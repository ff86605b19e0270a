//! Predefined character sets.
//!
//! Every set is available twice: as a `&str` constant, and as a lazily
//! built [`Alphabet`] static for passing straight to the generators.

use std::sync::LazyLock;

use super::Alphabet;

pub const UPPER_CASE_ALPHA: &str = "ABCDEFGHIJKLMNOPQRSTUVWXYZ";
pub const LOWER_CASE_ALPHA: &str = "abcdefghijklmnopqrstuvwxyz";
pub const NUMERIC: &str = "1234567890";
pub const NON_ALPHA_NUMERIC: &str = "!@$%^&*()-_=+[]{};:\\|/?,.<>~";

/// Letters; the first symbol of generated ids and hash tokens.
pub const ID_VALID_START_CHARS: &str = "ABCDEFGHIJKLMNOPQRSTUVWXYZabcdefghijklmnopqrstuvwxyz";

/// Letters then digits; every symbol after the first.
pub const ID_VALID_NONSTART_CHARS: &str =
    "ABCDEFGHIJKLMNOPQRSTUVWXYZabcdefghijklmnopqrstuvwxyz1234567890";

/// Characters accepted at the start of a Java package or class segment.
pub const JAVA_GOOD_START_CHARS: &str = "ABCDEFGHIJKLMNOPQRSTUVWXYZabcdefghijklmnopqrstuvwxyz_";

/// Characters accepted after the start of a Java package or class segment.
pub const JAVA_GOOD_NONSTART_CHARS: &str =
    "ABCDEFGHIJKLMNOPQRSTUVWXYZabcdefghijklmnopqrstuvwxyz_1234567890";

/// The 64 symbols of the fixed-width value encoding, index = 6-bit value.
pub const BASE64_VALID_CHARS: &str =
    "ABCDEFGHIJKLMNOPQRSTUVWXYZabcdefghijklmnopqrstuvwxyz1234567890+=";

/// Every character a default password may contain.
pub const PASSWORD_VALID_CHARS: &str = "!@$%^&*()-_=+[]{};:\\|/?,.<>~ABCDEFGHIJKLMNOPQRSTUVWXYZabcdefghijklmnopqrstuvwxyz1234567890";

fn lazy(symbols: &'static str) -> Alphabet {
    Alphabet::from_distinct(symbols.chars())
}

pub static UPPER_CASE: LazyLock<Alphabet> = LazyLock::new(|| lazy(UPPER_CASE_ALPHA));
pub static LOWER_CASE: LazyLock<Alphabet> = LazyLock::new(|| lazy(LOWER_CASE_ALPHA));
pub static DIGITS: LazyLock<Alphabet> = LazyLock::new(|| lazy(NUMERIC));
pub static SYMBOLS: LazyLock<Alphabet> = LazyLock::new(|| lazy(NON_ALPHA_NUMERIC));
pub static ID_START: LazyLock<Alphabet> = LazyLock::new(|| lazy(ID_VALID_START_CHARS));
pub static ID_NONSTART: LazyLock<Alphabet> = LazyLock::new(|| lazy(ID_VALID_NONSTART_CHARS));
pub static LOWER_ID_NONSTART: LazyLock<Alphabet> =
    LazyLock::new(|| lazy("abcdefghijklmnopqrstuvwxyz1234567890"));
pub static JAVA_GOOD_START: LazyLock<Alphabet> = LazyLock::new(|| lazy(JAVA_GOOD_START_CHARS));
pub static JAVA_GOOD_NONSTART: LazyLock<Alphabet> =
    LazyLock::new(|| lazy(JAVA_GOOD_NONSTART_CHARS));
pub static BASE64: LazyLock<Alphabet> = LazyLock::new(|| lazy(BASE64_VALID_CHARS));
pub static PASSWORD: LazyLock<Alphabet> = LazyLock::new(|| lazy(PASSWORD_VALID_CHARS));
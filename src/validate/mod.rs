//! Token validation.
//!
//! Pure predicates: no randomness, no allocation, no side effects.

use crate::alphabet::Alphabet;
use crate::alphabet::charsets::{JAVA_GOOD_NONSTART, JAVA_GOOD_START};

/// Checks a token against a start and a continuation alphabet.
///
/// Returns `false` for `None` or an empty token. Otherwise returns `true`
/// iff the first character is in `start` and every other character is in
/// `continuation`.
pub fn is_valid_token(token: Option<&str>, start: &Alphabet, continuation: &Alphabet) -> bool {
    let Some(token) = token else {
        return false;
    };

    let mut chars = token.chars();
    match chars.next() {
        Some(first) => start.contains(first) && chars.all(|c| continuation.contains(c)),
        None => false,
    }
}

/// Whether `name` is a dotted Java package or class name made of plain
/// ASCII letters, digits and `_`, with no segment starting with a digit.
///
/// This is the common, portable subset of what the Java language allows.
pub fn is_good_java_identifier(name: &str) -> bool {
    name.split('.')
        .all(|segment| is_valid_token(Some(segment), &JAVA_GOOD_START, &JAVA_GOOD_NONSTART))
}

/// As [`is_good_java_identifier`], also accepting `$`-separated nested
/// class suffixes such as `Outer$Inner` or `Outer$1`.
pub fn is_good_java_binary_name(name: &str) -> bool {
    let mut parts = name.split('$');

    parts.next().is_some_and(is_good_java_identifier)
        && parts.all(|part| {
            !part.is_empty() && part.chars().all(|c| JAVA_GOOD_NONSTART.contains(c))
        })
}
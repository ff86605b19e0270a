//! Fixed-width encoding of 64-bit values.
//!
//! Each symbol carries 6 bits, taken least significant first, through the
//! 64-symbol [`BASE64_VALID_CHARS`] alphabet. Ten symbols cover 60 bits;
//! an eleventh covers the top 4 bits plus 2 bits that are always zero,
//! which is the ceiling for a single value.
//!
//! This is not RFC 4648 base64: there is no padding, no byte grouping and
//! a different symbol order.

use rand::Rng;

use crate::alphabet::charsets::BASE64_VALID_CHARS;
use crate::error::{IdentifierError, Result};
use crate::rng::fast_rng;

/// Maximum number of symbols that can be taken from a 64-bit value.
pub const MAX_CHUNK_SYMBOLS: usize = 11;

/// Symbols taken from each random draw by [`encode_random`].
pub const RANDOM_CHUNK_SYMBOLS: usize = 10;

/// Appends the low `6 * length` bits of `value` to `out`.
///
/// # Errors
///
/// Returns [`IdentifierError::ChunkTooLong`] if `length > 11`; `out` is
/// left untouched.
pub fn append_chunk(value: u64, length: usize, out: &mut String) -> Result<()> {
    if length > MAX_CHUNK_SYMBOLS {
        return Err(IdentifierError::ChunkTooLong { length });
    }

    out.reserve(length);
    push_symbols(value, length, out);
    Ok(())
}

/// Encodes the low `6 * length` bits of `value` as `length` symbols.
///
/// # Errors
///
/// Returns [`IdentifierError::ChunkTooLong`] if `length > 11`.
pub fn encode_chunk(value: u64, length: usize) -> Result<String> {
    let mut out = String::with_capacity(length);
    append_chunk(value, length, &mut out)?;
    Ok(out)
}

/// Encodes the low 60 bits of `value` as ten symbols.
pub fn encode_value(value: u64) -> String {
    let mut out = String::with_capacity(RANDOM_CHUNK_SYMBOLS);
    push_symbols(value, RANDOM_CHUNK_SYMBOLS, &mut out);
    out
}

/// Random token of `length` symbols from the fast source.
pub fn encode_random(length: usize) -> String {
    encode_random_with(&mut fast_rng(), length)
}

/// Like [`encode_random`], drawing from `rng`.
///
/// Every run of ten symbols comes from one fresh `u64`.
pub fn encode_random_with<R: Rng + ?Sized>(rng: &mut R, length: usize) -> String {
    let mut out = String::with_capacity(length);
    let mut remaining = length;

    while remaining > 0 {
        let take = remaining.min(RANDOM_CHUNK_SYMBOLS);
        push_symbols(rng.random(), take, &mut out);
        remaining -= take;
    }

    out
}

fn push_symbols(value: u64, length: usize, out: &mut String) {
    debug_assert!(length <= MAX_CHUNK_SYMBOLS);
    let symbols = BASE64_VALID_CHARS.as_bytes();
    let mut idx = value;
    for _ in 0..length {
        out.push(char::from(symbols[(idx & 63) as usize]));
        idx >>= 6;
    }
}
use std::collections::HashSet;

use identifiers::alphabet::charsets::{BASE64, BASE64_VALID_CHARS, ID_NONSTART, ID_START};
use identifiers::encoding::base64::{
    MAX_CHUNK_SYMBOLS, RANDOM_CHUNK_SYMBOLS, append_chunk, encode_chunk, encode_random, encode_random_with,
    encode_value,
};
use identifiers::encoding::hash::encode;
use identifiers::{ErrorKind, IdentifierError};
use rand::rngs::StdRng;
use rand::{Rng, SeedableRng};

fn decode(token: &str) -> u64 {
    token
        .chars()
        .enumerate()
        .map(|(i, c)| (BASE64.index_of(c).unwrap() as u64) << (6 * i))
        .sum()
}

#[test]
fn hash_of_zero_is_first_letter() {
    assert_eq!(encode(0), "A");
}

#[test]
fn hash_uses_mixed_radix() {
    assert_eq!(encode(1), "B");
    assert_eq!(encode(51), "z");
    assert_eq!(encode(52), "AB");
    assert_eq!(encode(53), "BB");
    // 52 * 62 = 3224 is the first three-symbol value.
    assert_eq!(encode(3223), "z0");
    assert_eq!(encode(3224), "AAB");
}

#[test]
fn hash_ignores_sign() {
    for v in [1i64, 51, 52, 1_000_003, i32::MAX as i64, i64::MAX, i64::MIN + 1] {
        assert_eq!(encode(v), encode(-v));
    }
}

#[test]
fn hash_of_most_negative_value_terminates() {
    let token = encode(i64::MIN);

    assert!(!token.is_empty());
    assert!(token.chars().next().is_some_and(|c| ID_START.contains(c)));
    assert_ne!(token, encode(i64::MAX));
}

#[test]
fn hash_tokens_start_with_letter_and_stay_alphanumeric() {
    let mut rng = StdRng::seed_from_u64(11);

    for _ in 0..10_000 {
        let token = encode(rng.random());
        let mut chars = token.chars();

        assert!(ID_START.contains(chars.next().unwrap()));
        assert!(chars.all(|c| ID_NONSTART.contains(c)));
        assert!(token.len() <= 12);
    }
}

#[test]
fn hash_is_injective_on_magnitudes() {
    let tokens: HashSet<String> = (0..100_000).map(encode).collect();
    assert_eq!(tokens.len(), 100_000);
}

#[test]
fn hash_length_grows_with_magnitude() {
    assert_eq!(encode(51).len(), 1);
    assert_eq!(encode(52).len(), 2);
    assert!(encode(i64::MAX).len() > encode(1 << 40).len());
}

#[test]
fn chunk_of_zero_repeats_first_symbol() {
    assert_eq!(encode_chunk(0, 5).unwrap(), "AAAAA");
    assert_eq!(encode_chunk(12345, 0).unwrap(), "");
}

#[test]
fn chunk_is_little_endian_six_bits() {
    assert_eq!(encode_chunk(1, 2).unwrap(), "BA");
    assert_eq!(encode_chunk(63, 1).unwrap(), "=");
    assert_eq!(encode_chunk(64, 2).unwrap(), "AB");
    assert_eq!(encode_chunk(u64::MAX, 11).unwrap(), "==========P");
}

#[test]
fn chunk_longer_than_eleven_fails() {
    let err = encode_chunk(42, 12).unwrap_err();
    assert_eq!(err, IdentifierError::ChunkTooLong { length: 12 });
    assert_eq!(err.kind(), ErrorKind::InvalidArgument);

    assert!(encode_chunk(42, 11).is_ok());
}

#[test]
fn chunk_ceiling_matches_limit() {
    assert_eq!(MAX_CHUNK_SYMBOLS, 11);
    assert_eq!(
        encode_chunk(1, MAX_CHUNK_SYMBOLS).unwrap().len(),
        MAX_CHUNK_SYMBOLS
    );
    assert_eq!(
        encode_chunk(1, MAX_CHUNK_SYMBOLS + 1).unwrap_err(),
        IdentifierError::ChunkTooLong {
            length: MAX_CHUNK_SYMBOLS + 1
        }
    );
}

#[test]
fn ten_symbols_recover_low_sixty_bits() {
    let mut rng = StdRng::seed_from_u64(2024);

    for _ in 0..1_000 {
        let value: u64 = rng.random();
        let token = encode_chunk(value, 10).unwrap();
        assert_eq!(decode(&token), value & ((1 << 60) - 1));
        assert_eq!(encode_value(value), token);
    }
}

#[test]
fn append_chunk_extends_buffer() {
    let mut out = String::from("id-");
    append_chunk(0, 3, &mut out).unwrap();
    assert_eq!(out, "id-AAA");

    assert!(append_chunk(0, 20, &mut out).is_err());
    assert_eq!(out, "id-AAA");
}

#[test]
fn random_tokens_have_requested_length() {
    for length in [0, 1, 9, 10, 11, 25, 100] {
        let token = encode_random(length);
        assert_eq!(token.len(), length);
        assert!(token.chars().all(|c| BASE64_VALID_CHARS.contains(c)));
    }
}

#[test]
fn random_tokens_chain_one_draw_per_ten_symbols() {
    let mut source = StdRng::seed_from_u64(77);
    let mut replay = StdRng::seed_from_u64(77);

    let token = encode_random_with(&mut source, 25);

    let first: u64 = replay.random();
    let second: u64 = replay.random();
    let third: u64 = replay.random();
    let expected = format!(
        "{}{}{}",
        encode_chunk(first, RANDOM_CHUNK_SYMBOLS).unwrap(),
        encode_chunk(second, RANDOM_CHUNK_SYMBOLS).unwrap(),
        encode_chunk(third, 5).unwrap(),
    );

    assert_eq!(token, expected);
}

════

Copy the stretch of the records above that runs from the line with "use crate::rng::fast_rng;" through the line with "the fast source.". Both end lines belong in the copy, and nothing else does.

- _WRITTEN REPLY_:
use crate::rng::fast_rng;

/// Maximum number of symbols that can be taken from a 64-bit value.
pub const MAX_CHUNK_SYMBOLS: usize = 11;

/// Symbols taken from each random draw by [`encode_random`].
pub const RANDOM_CHUNK_SYMBOLS: usize = 10;

/// Appends the low `6 * length` bits of `value` to `out`.
///
/// # Errors
///
/// Returns [`IdentifierError::ChunkTooLong`] if `length > 11`; `out` is
/// left untouched.
pub fn append_chunk(value: u64, length: usize, out: &mut String) -> Result<()> {
    if length > MAX_CHUNK_SYMBOLS {
        return Err(IdentifierError::ChunkTooLong { length });
    }

    out.reserve(length);
    push_symbols(value, length, out);
    Ok(())
}

/// Encodes the low `6 * length` bits of `value` as `length` symbols.
///
/// # Errors
///
/// Returns [`IdentifierError::ChunkTooLong`] if `length > 11`.
pub fn encode_chunk(value: u64, length: usize) -> Result<String> {
    let mut out = String::with_capacity(length);
    append_chunk(value, length, &mut out)?;
    Ok(out)
}

/// Encodes the low 60 bits of `value` as ten symbols.
pub fn encode_value(value: u64) -> String {
    let mut out = String::with_capacity(RANDOM_CHUNK_SYMBOLS);
    push_symbols(value, RANDOM_CHUNK_SYMBOLS, &mut out);
    out
}

/// Random token of `length` symbols from the fast source.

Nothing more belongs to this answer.